◆ Required work ◆
Report the lines of the data below that contain the string "cannot".

--- START ---

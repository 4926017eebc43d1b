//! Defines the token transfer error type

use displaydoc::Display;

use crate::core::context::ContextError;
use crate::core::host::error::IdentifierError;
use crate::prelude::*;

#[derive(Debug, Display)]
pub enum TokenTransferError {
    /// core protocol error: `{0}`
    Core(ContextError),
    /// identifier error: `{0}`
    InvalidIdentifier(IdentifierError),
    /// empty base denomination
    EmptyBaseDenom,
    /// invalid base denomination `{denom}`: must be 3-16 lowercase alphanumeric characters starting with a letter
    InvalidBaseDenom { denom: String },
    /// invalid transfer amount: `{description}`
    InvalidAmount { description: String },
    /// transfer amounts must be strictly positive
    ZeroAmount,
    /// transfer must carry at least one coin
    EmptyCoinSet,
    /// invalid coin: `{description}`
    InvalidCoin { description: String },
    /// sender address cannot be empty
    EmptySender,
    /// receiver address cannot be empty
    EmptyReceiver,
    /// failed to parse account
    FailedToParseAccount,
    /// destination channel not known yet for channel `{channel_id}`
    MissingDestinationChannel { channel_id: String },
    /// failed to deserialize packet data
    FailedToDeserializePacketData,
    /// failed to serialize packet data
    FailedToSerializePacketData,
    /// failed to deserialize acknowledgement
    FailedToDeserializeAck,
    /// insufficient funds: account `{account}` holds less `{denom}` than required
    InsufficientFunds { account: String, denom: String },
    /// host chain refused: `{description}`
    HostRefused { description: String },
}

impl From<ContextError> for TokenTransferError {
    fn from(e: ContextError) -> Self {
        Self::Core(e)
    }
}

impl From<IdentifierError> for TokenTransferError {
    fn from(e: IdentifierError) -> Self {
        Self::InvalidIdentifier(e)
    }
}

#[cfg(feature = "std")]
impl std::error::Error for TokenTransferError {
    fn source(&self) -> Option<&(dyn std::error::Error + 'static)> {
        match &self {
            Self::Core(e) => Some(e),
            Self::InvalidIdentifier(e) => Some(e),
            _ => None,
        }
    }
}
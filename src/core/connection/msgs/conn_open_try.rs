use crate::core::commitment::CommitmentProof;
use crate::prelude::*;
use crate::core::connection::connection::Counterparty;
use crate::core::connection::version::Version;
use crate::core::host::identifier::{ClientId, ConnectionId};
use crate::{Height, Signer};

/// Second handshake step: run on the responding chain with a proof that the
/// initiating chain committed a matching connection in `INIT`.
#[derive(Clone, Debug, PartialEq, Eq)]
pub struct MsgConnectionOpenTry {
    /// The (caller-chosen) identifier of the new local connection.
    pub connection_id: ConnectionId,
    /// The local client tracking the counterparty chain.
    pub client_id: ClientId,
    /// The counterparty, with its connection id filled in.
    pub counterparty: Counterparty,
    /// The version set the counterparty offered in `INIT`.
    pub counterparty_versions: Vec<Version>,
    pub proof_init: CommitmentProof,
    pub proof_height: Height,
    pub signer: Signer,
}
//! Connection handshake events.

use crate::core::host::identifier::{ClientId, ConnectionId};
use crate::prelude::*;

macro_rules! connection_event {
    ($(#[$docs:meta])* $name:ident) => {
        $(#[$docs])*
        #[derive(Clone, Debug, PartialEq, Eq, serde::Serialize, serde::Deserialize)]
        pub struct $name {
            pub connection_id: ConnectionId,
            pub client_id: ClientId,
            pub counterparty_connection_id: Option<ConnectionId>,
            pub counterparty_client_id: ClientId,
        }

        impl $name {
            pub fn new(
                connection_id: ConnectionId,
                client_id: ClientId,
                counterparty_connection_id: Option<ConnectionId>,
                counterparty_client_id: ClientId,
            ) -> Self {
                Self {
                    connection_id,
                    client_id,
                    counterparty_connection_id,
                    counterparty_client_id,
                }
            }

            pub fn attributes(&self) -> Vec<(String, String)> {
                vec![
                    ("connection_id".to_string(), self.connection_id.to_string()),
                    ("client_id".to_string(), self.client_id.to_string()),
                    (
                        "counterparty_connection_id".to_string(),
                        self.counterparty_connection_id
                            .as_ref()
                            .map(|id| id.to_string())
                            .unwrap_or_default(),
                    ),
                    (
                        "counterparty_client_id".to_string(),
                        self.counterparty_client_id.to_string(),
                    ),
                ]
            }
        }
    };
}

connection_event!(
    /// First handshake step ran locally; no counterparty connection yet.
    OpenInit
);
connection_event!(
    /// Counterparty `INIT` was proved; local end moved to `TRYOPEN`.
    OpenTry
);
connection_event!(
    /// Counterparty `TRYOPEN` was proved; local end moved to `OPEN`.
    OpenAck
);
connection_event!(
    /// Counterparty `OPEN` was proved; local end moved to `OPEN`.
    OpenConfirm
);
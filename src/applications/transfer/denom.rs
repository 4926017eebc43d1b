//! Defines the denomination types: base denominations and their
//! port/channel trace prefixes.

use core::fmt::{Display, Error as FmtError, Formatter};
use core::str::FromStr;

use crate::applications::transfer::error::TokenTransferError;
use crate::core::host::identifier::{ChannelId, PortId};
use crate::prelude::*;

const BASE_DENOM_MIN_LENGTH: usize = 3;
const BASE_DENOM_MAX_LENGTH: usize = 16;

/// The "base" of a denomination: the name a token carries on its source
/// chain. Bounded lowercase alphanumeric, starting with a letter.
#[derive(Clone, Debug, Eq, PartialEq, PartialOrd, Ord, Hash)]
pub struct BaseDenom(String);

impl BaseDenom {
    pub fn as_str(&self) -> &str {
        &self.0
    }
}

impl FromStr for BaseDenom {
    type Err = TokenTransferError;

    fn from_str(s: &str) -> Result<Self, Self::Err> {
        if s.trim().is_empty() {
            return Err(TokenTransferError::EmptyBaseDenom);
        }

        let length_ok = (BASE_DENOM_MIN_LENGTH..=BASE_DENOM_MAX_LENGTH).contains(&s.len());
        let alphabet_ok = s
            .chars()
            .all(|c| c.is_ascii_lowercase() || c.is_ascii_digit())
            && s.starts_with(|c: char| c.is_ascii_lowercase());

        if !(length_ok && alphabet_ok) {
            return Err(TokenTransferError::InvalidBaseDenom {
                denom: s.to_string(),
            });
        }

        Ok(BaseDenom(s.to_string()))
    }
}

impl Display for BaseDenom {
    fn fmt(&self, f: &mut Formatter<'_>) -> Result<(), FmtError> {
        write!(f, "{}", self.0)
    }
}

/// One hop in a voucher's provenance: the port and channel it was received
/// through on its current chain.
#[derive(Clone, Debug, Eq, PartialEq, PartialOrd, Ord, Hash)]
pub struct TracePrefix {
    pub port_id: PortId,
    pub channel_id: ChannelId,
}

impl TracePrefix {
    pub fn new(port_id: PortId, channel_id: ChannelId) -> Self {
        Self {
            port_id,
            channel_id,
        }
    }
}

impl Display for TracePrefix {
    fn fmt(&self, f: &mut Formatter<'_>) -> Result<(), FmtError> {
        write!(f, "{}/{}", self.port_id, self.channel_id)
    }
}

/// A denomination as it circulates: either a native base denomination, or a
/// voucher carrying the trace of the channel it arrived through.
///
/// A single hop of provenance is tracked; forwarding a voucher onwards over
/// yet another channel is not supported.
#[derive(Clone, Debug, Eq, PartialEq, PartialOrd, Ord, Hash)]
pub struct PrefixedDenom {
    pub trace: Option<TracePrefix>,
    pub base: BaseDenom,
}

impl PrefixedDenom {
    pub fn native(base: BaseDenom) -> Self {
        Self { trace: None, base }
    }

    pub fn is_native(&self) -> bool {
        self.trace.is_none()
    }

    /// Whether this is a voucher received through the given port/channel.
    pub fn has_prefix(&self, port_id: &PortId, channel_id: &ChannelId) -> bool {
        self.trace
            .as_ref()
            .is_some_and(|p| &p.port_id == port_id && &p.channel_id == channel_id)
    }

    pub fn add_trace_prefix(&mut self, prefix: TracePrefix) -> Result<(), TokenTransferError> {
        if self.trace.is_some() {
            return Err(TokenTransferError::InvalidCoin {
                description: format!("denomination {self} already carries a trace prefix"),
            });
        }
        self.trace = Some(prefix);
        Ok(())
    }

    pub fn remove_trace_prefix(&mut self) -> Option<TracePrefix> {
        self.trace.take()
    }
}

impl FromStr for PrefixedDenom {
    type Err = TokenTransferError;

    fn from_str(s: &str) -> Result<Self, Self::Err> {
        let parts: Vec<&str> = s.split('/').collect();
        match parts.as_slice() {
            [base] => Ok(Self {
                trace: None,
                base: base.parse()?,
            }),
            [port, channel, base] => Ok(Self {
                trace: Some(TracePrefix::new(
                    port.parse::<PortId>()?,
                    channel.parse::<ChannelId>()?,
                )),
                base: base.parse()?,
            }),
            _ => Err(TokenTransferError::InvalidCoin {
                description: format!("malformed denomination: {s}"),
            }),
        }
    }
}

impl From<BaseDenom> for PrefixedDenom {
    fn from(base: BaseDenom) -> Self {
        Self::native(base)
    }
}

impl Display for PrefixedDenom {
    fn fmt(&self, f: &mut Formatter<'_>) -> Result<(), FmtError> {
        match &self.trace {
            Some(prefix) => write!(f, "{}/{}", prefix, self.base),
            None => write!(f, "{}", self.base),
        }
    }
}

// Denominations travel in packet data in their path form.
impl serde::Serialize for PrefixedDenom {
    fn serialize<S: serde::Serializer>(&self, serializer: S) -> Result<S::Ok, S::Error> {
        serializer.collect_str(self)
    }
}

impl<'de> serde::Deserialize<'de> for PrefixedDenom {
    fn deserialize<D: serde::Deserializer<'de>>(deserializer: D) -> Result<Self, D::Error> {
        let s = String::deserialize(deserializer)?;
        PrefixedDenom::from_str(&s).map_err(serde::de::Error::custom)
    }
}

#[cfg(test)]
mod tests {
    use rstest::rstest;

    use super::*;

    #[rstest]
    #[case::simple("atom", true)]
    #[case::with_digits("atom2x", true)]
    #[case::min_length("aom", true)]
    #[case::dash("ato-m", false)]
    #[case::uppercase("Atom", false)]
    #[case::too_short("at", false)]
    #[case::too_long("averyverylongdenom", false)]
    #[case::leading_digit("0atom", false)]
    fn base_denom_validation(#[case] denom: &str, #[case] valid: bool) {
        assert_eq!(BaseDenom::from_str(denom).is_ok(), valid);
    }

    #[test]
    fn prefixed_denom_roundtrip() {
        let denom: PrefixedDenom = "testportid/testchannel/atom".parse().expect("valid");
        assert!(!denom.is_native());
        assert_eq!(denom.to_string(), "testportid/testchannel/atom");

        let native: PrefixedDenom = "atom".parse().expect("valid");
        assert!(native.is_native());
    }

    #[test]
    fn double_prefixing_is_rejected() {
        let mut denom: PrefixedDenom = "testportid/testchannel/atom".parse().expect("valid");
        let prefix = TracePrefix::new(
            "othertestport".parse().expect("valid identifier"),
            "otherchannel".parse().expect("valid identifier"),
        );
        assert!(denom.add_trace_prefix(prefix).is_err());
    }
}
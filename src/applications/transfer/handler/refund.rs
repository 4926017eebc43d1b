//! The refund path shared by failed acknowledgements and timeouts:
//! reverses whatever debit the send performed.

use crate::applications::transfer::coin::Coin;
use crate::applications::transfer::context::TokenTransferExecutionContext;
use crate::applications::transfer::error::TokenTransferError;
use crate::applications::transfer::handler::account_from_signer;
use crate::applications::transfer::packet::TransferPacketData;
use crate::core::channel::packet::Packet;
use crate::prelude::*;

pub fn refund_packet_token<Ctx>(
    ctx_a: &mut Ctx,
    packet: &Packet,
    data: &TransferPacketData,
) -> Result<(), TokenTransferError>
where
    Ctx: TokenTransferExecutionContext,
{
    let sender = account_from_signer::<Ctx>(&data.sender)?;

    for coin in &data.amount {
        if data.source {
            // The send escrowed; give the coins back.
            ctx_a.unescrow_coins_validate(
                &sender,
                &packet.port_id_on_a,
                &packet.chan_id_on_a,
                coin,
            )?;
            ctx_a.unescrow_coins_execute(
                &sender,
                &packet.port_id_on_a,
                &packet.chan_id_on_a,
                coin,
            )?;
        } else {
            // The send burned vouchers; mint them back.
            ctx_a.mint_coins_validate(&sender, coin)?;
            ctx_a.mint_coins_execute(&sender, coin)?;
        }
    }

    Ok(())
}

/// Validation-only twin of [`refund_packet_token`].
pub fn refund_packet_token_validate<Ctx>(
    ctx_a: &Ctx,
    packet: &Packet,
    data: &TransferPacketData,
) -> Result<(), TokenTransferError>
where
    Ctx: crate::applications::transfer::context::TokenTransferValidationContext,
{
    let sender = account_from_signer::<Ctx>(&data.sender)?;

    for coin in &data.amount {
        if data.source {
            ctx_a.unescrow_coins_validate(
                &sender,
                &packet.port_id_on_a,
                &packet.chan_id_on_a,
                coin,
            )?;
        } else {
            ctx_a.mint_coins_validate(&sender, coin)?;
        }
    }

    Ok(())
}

--- END ---

◆ Answer box ◆
    /// sender address cannot be empty
    /// receiver address cannot be empty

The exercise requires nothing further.